Goal of the exercise: Please write out all of the records below exactly as they appear.

>>>>

//! Onboarding tutorial start (`team_join` and the `start` keyword).

use tracing::info;

use crate::slack::events::RelayState;
use crate::Result;

/// Open a direct-message conversation with a newly joined user.
///
/// # Errors
///
/// Returns the Slack or timeout error from `conversations.open`.
pub async fn open_direct_channel(user_id: &str, state: &RelayState) -> Result<String> {
    state
        .call(
            "conversations.open",
            state.chat.open_direct_channel(user_id.to_owned()),
        )
        .await
}

/// Register a fresh tutorial for `(channel, user_id)`, post it, and record
/// the posted message timestamp.
///
/// The new tutorial stays locked for the whole post so task events for the
/// same key wait until the timestamp is known. If the post fails the entry
/// remains tracked without a timestamp; its next render posts a new message.
///
/// # Errors
///
/// Returns the Slack or timeout error from `chat.postMessage`.
pub async fn start_onboarding(user_id: &str, channel: &str, state: &RelayState) -> Result<()> {
    let handle = state.store.start(channel, user_id).await;
    let mut tutorial = handle.lock().await;

    let request = tutorial.render_payload();
    let ts = state
        .call("chat.postMessage", state.chat.send_tutorial(request))
        .await?;
    tutorial.record_timestamp(ts.as_str());

    info!(channel, user_id, ts, "onboarding tutorial posted");
    Ok(())
}
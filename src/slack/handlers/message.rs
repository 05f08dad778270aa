//! Message forwarding and the `start` keyword.
//!
//! Every message is rendered to markdown and forwarded to the webhook. A
//! message carrying attachments is treated as a crash report (first
//! attachment only); anything else is forwarded as a plain notice. A message
//! whose display text is `start` additionally begins onboarding in the
//! channel it was sent in.

use tracing::{info, warn};

use crate::forward::markdown;
use crate::models::crash_report::{format_event_time, CrashReport};
use crate::models::event::{Attachment, MessageEvent};
use crate::slack::events::RelayState;
use crate::slack::handlers::onboarding;

const START_KEYWORD: &str = "start";
const MISSING_TEXT: &str = "null";

/// Markdown prepared for one message.
#[derive(Debug, Clone, PartialEq, Eq)]
pub struct RenderedMessage {
    /// Text checked against the `start` keyword: the attachment fallback for
    /// crash reports, the message text otherwise.
    pub display_text: String,
    /// Body forwarded to the webhook.
    pub markdown: String,
}

/// Result of handling one message.
#[derive(Debug, Clone, Copy, PartialEq, Eq, Default)]
pub struct MessageOutcome {
    /// Whether the webhook accepted the report.
    pub forwarded: bool,
    /// Whether an onboarding tutorial was posted.
    pub onboarding_started: bool,
}

/// Render the webhook markdown for `message`.
///
/// Crash reports that cannot be rendered safely fall back to the plain
/// notice built from the attachment fallback text.
#[must_use]
pub fn render_message(message: &MessageEvent, event_time: Option<i64>) -> RenderedMessage {
    let timestamp = format_event_time(event_time);

    match message.attachments.as_deref().and_then(<[Attachment]>::first) {
        Some(attachment) => {
            let report = CrashReport::from_attachment(attachment, timestamp);
            let markdown = markdown::render_crash_report(&report).unwrap_or_else(|err| {
                warn!(%err, "crash report rendering failed; forwarding plain notice");
                markdown::render_plain(&report.summary_text, &report.timestamp)
            });
            RenderedMessage {
                display_text: report.summary_text,
                markdown,
            }
        }
        None => {
            let text = message
                .text
                .clone()
                .unwrap_or_else(|| MISSING_TEXT.to_owned());
            let markdown = markdown::render_plain(&text, &timestamp);
            RenderedMessage {
                display_text: text,
                markdown,
            }
        }
    }
}

/// Whether `text` asks for the onboarding tutorial.
#[must_use]
pub fn is_start_command(text: &str) -> bool {
    text.eq_ignore_ascii_case(START_KEYWORD)
}

/// Forward `message` and, when requested, start onboarding.
///
/// The two effects are independent: failure of one is logged and does not
/// prevent the other.
pub async fn handle_message(
    message: &MessageEvent,
    event_time: Option<i64>,
    state: &RelayState,
) -> MessageOutcome {
    let rendered = render_message(message, event_time);

    let forwarded = match state
        .call("webhook forward", state.sink.forward(rendered.markdown))
        .await
    {
        Ok(()) => true,
        Err(err) => {
            warn!(%err, "forwarding failed; report dropped");
            false
        }
    };

    let onboarding_started = if is_start_command(&rendered.display_text) {
        match (message.user.as_deref(), message.channel.as_deref()) {
            (Some(user), Some(channel)) => {
                info!(channel, user, "start keyword received");
                match onboarding::start_onboarding(user, channel, state).await {
                    Ok(()) => true,
                    Err(err) => {
                        warn!(%err, channel, user, "onboarding start failed");
                        false
                    }
                }
            }
            _ => {
                warn!("start keyword without user or channel ignored");
                false
            }
        }
    } else {
        false
    };

    MessageOutcome {
        forwarded,
        onboarding_started,
    }
}
#![forbid(unsafe_code)]

//! Slack event relay: onboarding tutorial tracking and crash-report
//! forwarding to a WeCom group-robot webhook.

pub mod config;
pub mod errors;
pub mod forward;
pub mod models;
pub mod server;
pub mod slack;
pub mod store;

pub use config::RelayConfig;
pub use errors::{AppError, Result};
//! Error types shared across the relay.

use std::fmt::{Display, Formatter};

/// Shared application result type.
pub type Result<T> = std::result::Result<T, AppError>;

/// Application error enumeration covering all relay failure modes.
#[derive(Debug)]
pub enum AppError {
    /// Configuration parsing, validation, or credential loading failure.
    Config(String),
    /// Slack Web API failure (open DM, post, update).
    Slack(String),
    /// Outbound markdown webhook failure.
    Webhook(String),
    /// Inbound payload could not be decoded.
    Parse(String),
    /// Markdown rendering would produce malformed output.
    Format(String),
    /// An outbound call exceeded its deadline.
    Timeout(String),
    /// Inbound request failed signature verification.
    Unauthorized(String),
    /// Socket or other I/O failure.
    Io(String),
}

impl Display for AppError {
    fn fmt(&self, f: &mut Formatter<'_>) -> std::fmt::Result {
        match self {
            Self::Config(msg) => write!(f, "config: {msg}"),
            Self::Slack(msg) => write!(f, "slack: {msg}"),
            Self::Webhook(msg) => write!(f, "webhook: {msg}"),
            Self::Parse(msg) => write!(f, "parse: {msg}"),
            Self::Format(msg) => write!(f, "format: {msg}"),
            Self::Timeout(msg) => write!(f, "timeout: {msg}"),
            Self::Unauthorized(msg) => write!(f, "unauthorized: {msg}"),
            Self::Io(msg) => write!(f, "io: {msg}"),
        }
    }
}

impl std::error::Error for AppError {}

impl From<toml::de::Error> for AppError {
    fn from(err: toml::de::Error) -> Self {
        Self::Config(format!("invalid config: {err}"))
    }
}

impl From<serde_json::Error> for AppError {
    fn from(err: serde_json::Error) -> Self {
        Self::Parse(err.to_string())
    }
}

impl From<reqwest::Error> for AppError {
    fn from(err: reqwest::Error) -> Self {
        Self::Webhook(err.to_string())
    }
}

impl From<std::io::Error> for AppError {
    fn from(err: std::io::Error) -> Self {
        Self::Io(err.to_string())
    }
}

<<<<

Solution below:
//! Onboarding tutorial start (`team_join` and the `start` keyword).

use tracing::info;

use crate::slack::events::RelayState;
use crate::Result;

/// Open a direct-message conversation with a newly joined user.
///
/// # Errors
///
/// Returns the Slack or timeout error from `conversations.open`.
pub async fn open_direct_channel(user_id: &str, state: &RelayState) -> Result<String> {
    state
        .call(
            "conversations.open",
            state.chat.open_direct_channel(user_id.to_owned()),
        )
        .await
}

/// Register a fresh tutorial for `(channel, user_id)`, post it, and record
/// the posted message timestamp.
///
/// The new tutorial stays locked for the whole post so task events for the
/// same key wait until the timestamp is known. If the post fails the entry
/// remains tracked without a timestamp; its next render posts a new message.
///
/// # Errors
///
/// Returns the Slack or timeout error from `chat.postMessage`.
pub async fn start_onboarding(user_id: &str, channel: &str, state: &RelayState) -> Result<()> {
    let handle = state.store.start(channel, user_id).await;
    let mut tutorial = handle.lock().await;

    let request = tutorial.render_payload();
    let ts = state
        .call("chat.postMessage", state.chat.send_tutorial(request))
        .await?;
    tutorial.record_timestamp(ts.as_str());

    info!(channel, user_id, ts, "onboarding tutorial posted");
    Ok(())
}
filename src/slack/handlers/message.rs
repository 05f08dad778270aa
//! Message forwarding and the `start` keyword.
//!
//! Every message is rendered to markdown and forwarded to the webhook. A
//! message carrying attachments is treated as a crash report (first
//! attachment only); anything else is forwarded as a plain notice. A message
//! whose display text is `start` additionally begins onboarding in the
//! channel it was sent in.

use tracing::{info, warn};

use crate::forward::markdown;
use crate::models::crash_report::{format_event_time, CrashReport};
use crate::models::event::{Attachment, MessageEvent};
use crate::slack::events::RelayState;
use crate::slack::handlers::onboarding;

const START_KEYWORD: &str = "start";
const MISSING_TEXT: &str = "null";

/// Markdown prepared for one message.
#[derive(Debug, Clone, PartialEq, Eq)]
pub struct RenderedMessage {
    /// Text checked against the `start` keyword: the attachment fallback for
    /// crash reports, the message text otherwise.
    pub display_text: String,
    /// Body forwarded to the webhook.
    pub markdown: String,
}

/// Result of handling one message.
#[derive(Debug, Clone, Copy, PartialEq, Eq, Default)]
pub struct MessageOutcome {
    /// Whether the webhook accepted the report.
    pub forwarded: bool,
    /// Whether an onboarding tutorial was posted.
    pub onboarding_started: bool,
}

/// Render the webhook markdown for `message`.
///
/// Crash reports that cannot be rendered safely fall back to the plain
/// notice built from the attachment fallback text.
#[must_use]
pub fn render_message(message: &MessageEvent, event_time: Option<i64>) -> RenderedMessage {
    let timestamp = format_event_time(event_time);

    match message.attachments.as_deref().and_then(<[Attachment]>::first) {
        Some(attachment) => {
            let report = CrashReport::from_attachment(attachment, timestamp);
            let markdown = markdown::render_crash_report(&report).unwrap_or_else(|err| {
                warn!(%err, "crash report rendering failed; forwarding plain notice");
                markdown::render_plain(&report.summary_text, &report.timestamp)
            });
            RenderedMessage {
                display_text: report.summary_text,
                markdown,
            }
        }
        None => {
            let text = message
                .text
                .clone()
                .unwrap_or_else(|| MISSING_TEXT.to_owned());
            let markdown = markdown::render_plain(&text, &timestamp);
            RenderedMessage {
                display_text: text,
                markdown,
            }
        }
    }
}

/// Whether `text` asks for the onboarding tutorial.
#[must_use]
pub fn is_start_command(text: &str) -> bool {
    text.eq_ignore_ascii_case(START_KEYWORD)
}

/// Forward `message` and, when requested, start onboarding.
///
/// The two effects are independent: failure of one is logged and does not
/// prevent the other.
pub async fn handle_message(
    message: &MessageEvent,
    event_time: Option<i64>,
    state: &RelayState,
) -> MessageOutcome {
    let rendered = render_message(message, event_time);

    let forwarded = match state
        .call("webhook forward", state.sink.forward(rendered.markdown))
        .await
    {
        Ok(()) => true,
        Err(err) => {
            warn!(%err, "forwarding failed; report dropped");
            false
        }
    };

    let onboarding_started = if is_start_command(&rendered.display_text) {
        match (message.user.as_deref(), message.channel.as_deref()) {
            (Some(user), Some(channel)) => {
                info!(channel, user, "start keyword received");
                match onboarding::start_onboarding(user, channel, state).await {
                    Ok(()) => true,
                    Err(err) => {
                        warn!(%err, channel, user, "onboarding start failed");
                        false
                    }
                }
            }
            _ => {
                warn!("start keyword without user or channel ignored");
                false
            }
        }
    } else {
        false
    };

    MessageOutcome {
        forwarded,
        onboarding_started,
    }
}
#![forbid(unsafe_code)]

//! Slack event relay: onboarding tutorial tracking and crash-report
//! forwarding to a WeCom group-robot webhook.

pub mod config;
pub mod errors;
pub mod forward;
pub mod models;
pub mod server;
pub mod slack;
pub mod store;

pub use config::RelayConfig;
pub use errors::{AppError, Result};
//! Error types shared across the relay.

use std::fmt::{Display, Formatter};

/// Shared application result type.
pub type Result<T> = std::result::Result<T, AppError>;

/// Application error enumeration covering all relay failure modes.
#[derive(Debug)]
pub enum AppError {
    /// Configuration parsing, validation, or credential loading failure.
    Config(String),
    /// Slack Web API failure (open DM, post, update).
    Slack(String),
    /// Outbound markdown webhook failure.
    Webhook(String),
    /// Inbound payload could not be decoded.
    Parse(String),
    /// Markdown rendering would produce malformed output.
    Format(String),
    /// An outbound call exceeded its deadline.
    Timeout(String),
    /// Inbound request failed signature verification.
    Unauthorized(String),
    /// Socket or other I/O failure.
    Io(String),
}

impl Display for AppError {
    fn fmt(&self, f: &mut Formatter<'_>) -> std::fmt::Result {
        match self {
            Self::Config(msg) => write!(f, "config: {msg}"),
            Self::Slack(msg) => write!(f, "slack: {msg}"),
            Self::Webhook(msg) => write!(f, "webhook: {msg}"),
            Self::Parse(msg) => write!(f, "parse: {msg}"),
            Self::Format(msg) => write!(f, "format: {msg}"),
            Self::Timeout(msg) => write!(f, "timeout: {msg}"),
            Self::Unauthorized(msg) => write!(f, "unauthorized: {msg}"),
            Self::Io(msg) => write!(f, "io: {msg}"),
        }
    }
}

impl std::error::Error for AppError {}

impl From<toml::de::Error> for AppError {
    fn from(err: toml::de::Error) -> Self {
        Self::Config(format!("invalid config: {err}"))
    }
}

impl From<serde_json::Error> for AppError {
    fn from(err: serde_json::Error) -> Self {
        Self::Parse(err.to_string())
    }
}

impl From<reqwest::Error> for AppError {
    fn from(err: reqwest::Error) -> Self {
        Self::Webhook(err.to_string())
    }
}

impl From<std::io::Error> for AppError {
    fn from(err: std::io::Error) -> Self {
        Self::Io(err.to_string())
    }
}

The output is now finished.